1:21 PM Dec 17 Do we have to process this further and say it is 1.0 i.e. that it is not a logical value?

... and the final verdict is ... ? Do the <true> and <false> tags stay as allowable values in MathML or not?

MichaelClerx commented 4 years ago

This whole thing seems unresolved, no?

We probably need to introduce at least a number type and a boolean type (whatever CellML 1 says, boolean is most definitely not a unit), and then say that variables' values must be number types, while certain operators only take boolean types.

I could see true and false having some use in debugging e.g. temporarily replacing some condition with <true>. But other than that...

kerimoyle commented 4 years ago

I reckon it comes under the heading of "you can if you want, but we don't fully understand why you'd want to". I don't see that the spec needs to exclude things on that basis - people should be able to make dodgy maths if they so desire :)

MichaelClerx commented 4 years ago

Well it's not just that, it means that any program dealing with CellML needs to implement this.

And it kinda means that we have to have a boolean type.
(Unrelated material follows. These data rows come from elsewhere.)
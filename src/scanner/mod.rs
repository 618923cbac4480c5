//! Scanner module for directory traversal and file hashing.
//!
//! This module provides functionality for:
//! - Parallel directory walking using jwalk
//! - Content hashing with SHA-256
//! - Canonical relative paths (the join key between local and remote)
//! - Cache freshness classification
//!
//! # Architecture
//!
//! The scanner is divided into submodules:
//! - [`walker`]: Directory traversal and file discovery
//! - [`hasher`]: SHA-256 file hashing (streaming)
//! - [`path_utils`]: Canonical path forms and Unicode normalization
//!
//! # Example
//!
//! ```no_run
//! use collcheck::scanner::{Walker, WalkerConfig};
//! use std::path::Path;
//!
//! let walker = Walker::new(Path::new("."), WalkerConfig::default());
//! for entry in walker.walk() {
//!     match entry {
//!         Ok(file) => println!("{}: {} bytes", file.relative, file.size),
//!         Err(e) => eprintln!("Warning: {}", e),
//!     }
//! }
//! ```

pub mod hasher;
pub mod path_utils;
pub mod walker;

use std::fs::Metadata;
use std::path::PathBuf;
use std::time::{SystemTime, UNIX_EPOCH};

use crate::cache::DigestCache;

// Re-export main types
pub use hasher::{digest_bytes, Hasher, StatDigest};
pub use walker::Walker;

/// Metadata for a discovered regular file.
#[derive(Debug, Clone, PartialEq, Eq)]
pub struct FileEntry {
    /// Absolute (root-joined) path to the file
    pub path: PathBuf,
    /// Canonical relative path, e.g. `./sub/file.txt`
    pub relative: String,
    /// File size in bytes
    pub size: u64,
    /// Modification time in whole seconds since the Unix epoch
    pub mtime: i64,
}

impl FileEntry {
    /// Create a new FileEntry.
    #[must_use]
    pub fn new(path: PathBuf, relative: impl Into<String>, size: u64, mtime: i64) -> Self {
        Self {
            path,
            relative: relative.into(),
            size,
            mtime,
        }
    }
}

/// Modification time of `metadata` in whole seconds since the epoch.
///
/// Times before the epoch are negative; an unavailable mtime maps to 0.
#[must_use]
pub fn mtime_secs(metadata: &Metadata) -> i64 {
    match metadata.modified() {
        Ok(modified) => system_time_secs(modified),
        Err(_) => 0,
    }
}

/// Convert a `SystemTime` to whole seconds since the epoch.
#[must_use]
pub fn system_time_secs(time: SystemTime) -> i64 {
    match time.duration_since(UNIX_EPOCH) {
        Ok(d) => i64::try_from(d.as_secs()).unwrap_or(i64::MAX),
        Err(e) => {
            let before = e.duration();
            let secs = i64::try_from(before.as_secs()).unwrap_or(i64::MAX);
            // Round toward negative infinity like a filesystem stat would.
            if before.subsec_nanos() > 0 {
                -secs - 1
            } else {
                -secs
            }
        }
    }
}

/// Configuration for directory walking.
#[derive(Debug, Clone, Default)]
pub struct WalkerConfig {
    /// Skip hidden files and directories (names starting with `.`).
    pub skip_hidden: bool,

    /// Glob patterns to ignore (gitignore-style).
    pub ignore_patterns: Vec<String>,
}

impl WalkerConfig {
    /// Create a new configuration.
    #[must_use]
    pub fn new(skip_hidden: bool, ignore_patterns: Vec<String>) -> Self {
        Self {
            skip_hidden,
            ignore_patterns,
        }
    }
}

/// Result of checking a scanned file against the digest cache.
#[derive(Debug, Clone, PartialEq, Eq)]
pub enum Freshness {
    /// Cache entry exists with matching size and mtime; carries its digest.
    Fresh(String),
    /// No usable cache entry; the file must be hashed.
    NeedsHash,
}

/// Decide whether `entry` can reuse its cached digest.
///
/// Fresh iff the cache holds an entry for the canonical relative path
/// whose size and mtime both equal the values stat'ed during the walk.
#[must_use]
pub fn classify(entry: &FileEntry, cache: &DigestCache) -> Freshness {
    match cache.get(&entry.relative) {
        Some(cached) if cached.is_fresh(entry.size, entry.mtime) => {
            Freshness::Fresh(cached.digest.clone())
        }
        _ => Freshness::NeedsHash,
    }
}

/// Errors that can occur during directory scanning.
#[derive(thiserror::Error, Debug)]
pub enum ScanError {
    /// Permission was denied when accessing a file or directory.
    #[error("Permission denied: {0}")]
    PermissionDenied(PathBuf),

    /// The specified path was not found.
    #[error("Path not found: {0}")]
    NotFound(PathBuf),

    /// An I/O error occurred while accessing a file.
    #[error("I/O error for {path}: {source}")]
    Io {
        /// Path where the error occurred
        path: PathBuf,
        /// The underlying I/O error
        #[source]
        source: std::io::Error,
    },
}

/// Errors that can occur during file hashing.
#[derive(thiserror::Error, Debug)]
pub enum HashError {
    /// The specified file was not found.
    #[error("File not found: {0}")]
    NotFound(PathBuf),

    /// Permission was denied when reading the file.
    #[error("Permission denied: {0}")]
    PermissionDenied(PathBuf),

    /// An I/O error occurred while reading the file.
    #[error("I/O error for {path}: {source}")]
    Io {
        /// Path where the error occurred
        path: PathBuf,
        /// The underlying I/O error
        #[source]
        source: std::io::Error,
    },
}

impl HashError {
    /// Path of the file that failed.
    #[must_use]
    pub fn path(&self) -> &std::path::Path {
        match self {
            Self::NotFound(path) | Self::PermissionDenied(path) => path,
            Self::Io { path, .. } => path,
        }
    }
}
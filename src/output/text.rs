//! Human-readable discrepancy report.
//!
//! One line per discrepancy, in path order:
//!
//! ```text
//! local-only	./new.txt	local=Zm9v...
//! digest-mismatch	./data.csv	local=YmFy...	remote=cXV4...
//! remote-only	./old.txt	remote=YmF6...
//! ```
//!
//! A matching audit produces no lines at all.

use std::io::{self, Write};

use yansi::{Paint, Style};

use crate::audit::AuditReport;
use crate::reconcile::{Discrepancy, DiscrepancyKind};

/// Text report formatter.
pub struct TextOutput<'a> {
    report: &'a AuditReport,
    color: bool,
}

impl<'a> TextOutput<'a> {
    /// Create a text formatter. With `color`, tags are styled by kind.
    #[must_use]
    pub fn new(report: &'a AuditReport, color: bool) -> Self {
        Self { report, color }
    }

    /// Write every discrepancy line to `writer`.
    ///
    /// # Errors
    ///
    /// Returns an error if writing fails.
    pub fn write_to<W: Write>(&self, writer: &mut W) -> io::Result<()> {
        for discrepancy in &self.report.reconciliation.discrepancies {
            writeln!(writer, "{}", self.line(discrepancy))?;
        }
        writer.flush()
    }

    fn line(&self, discrepancy: &Discrepancy) -> String {
        let tag = discrepancy.kind.tag();
        let mut line = if self.color {
            format!("{}\t{}", tag.paint(style_for(discrepancy.kind)), discrepancy.path)
        } else {
            format!("{tag}\t{}", discrepancy.path)
        };
        if let Some(ref digest) = discrepancy.local_digest {
            line.push_str("\tlocal=");
            line.push_str(digest);
        }
        if let Some(ref digest) = discrepancy.remote_digest {
            line.push_str("\tremote=");
            line.push_str(digest);
        }
        line
    }
}

fn style_for(kind: DiscrepancyKind) -> Style {
    match kind {
        DiscrepancyKind::LocalOnly => Style::new().yellow(),
        DiscrepancyKind::RemoteOnly => Style::new().cyan(),
        DiscrepancyKind::DigestMismatch => Style::new().red().bold(),
    }
}

/// One-line summary of a report, for the log.
#[must_use]
pub fn summary_line(report: &AuditReport) -> String {
    let r = &report.reconciliation;
    format!(
        "{} local, {} remote: {} matched, {} local-only, {} remote-only, {} digest-mismatch",
        report.local_files,
        report.remote_objects,
        r.matched,
        r.count(DiscrepancyKind::LocalOnly),
        r.count(DiscrepancyKind::RemoteOnly),
        r.count(DiscrepancyKind::DigestMismatch)
    )
}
Without true and false you could use the number hack and say if(0,..) doesn't happen while if(anything-else,...) does. Once there's a <true> and a <false> that becomes trickier because what do <true> and <false> mean then? You can't have x = <true> mV, for example. So it makes it more urgent for CellML to define that there's a number type and a boolean type, of which <true> and <false> are the only members...

kerimoyle commented 4 years ago

I take your point, but it's always going to be possible to misuse units and variables. You can have an equation which has one variable to the power of another, which could have a dimension ... just as you could have x = -100 Kelvin or other things which make no physical sense. What was the objection to having a boolean units item instead of a separate variable type? I wasn't in on that discussion?

MichaelClerx commented 4 years ago

I think those are three very different cases :D

x = -100 Kelvin is fine syntactically, and not an issue to implement. But rubbish physically
x = log (1 Volt) results in a model that can't be unit checked, or at least will fail unit checking
x = 7 booleans is ... nonsense?

CellML 1.0/1.1 tries to make boolean into a unit, but then they immediatly had to make lots of extra rules to deal with the mess that creates (for example, no variable can have unit booleans, and booleans can't appear inside units definitions). But it also just doesn't make sense

"x = 1 meter" means something. "x = 4 booleans" does not. Or "x = true booleans"? Then "true" has become a number again, so it doesn't even have the boolean unit and we still don't know what "true" means! booleans per second? 4 trues?

MichaelClerx commented 4 years ago

The issue is booleans are fundamentally a type. That's what they are. Trying to squeeze that into the concept of a unit is a recipe for disaster. We might as well decide that numbers are units. Or letters are functions. It makes no sense

MichaelClerx commented 4 years ago

Fwiw, here's what the 1.0 spec says about it

The <true> and <false> elements have units of cellml:boolean, where cellml:boolean is a set of base units defined purely for use in this specification. (Note that users may not define their own cellml:boolean units, as this is not a valid CellML identifier.) cellml:boolean units are not associated with variables or numbers, but can be produced as the result of the application of relational or logical operators, as discussed in Appendix C.3.3.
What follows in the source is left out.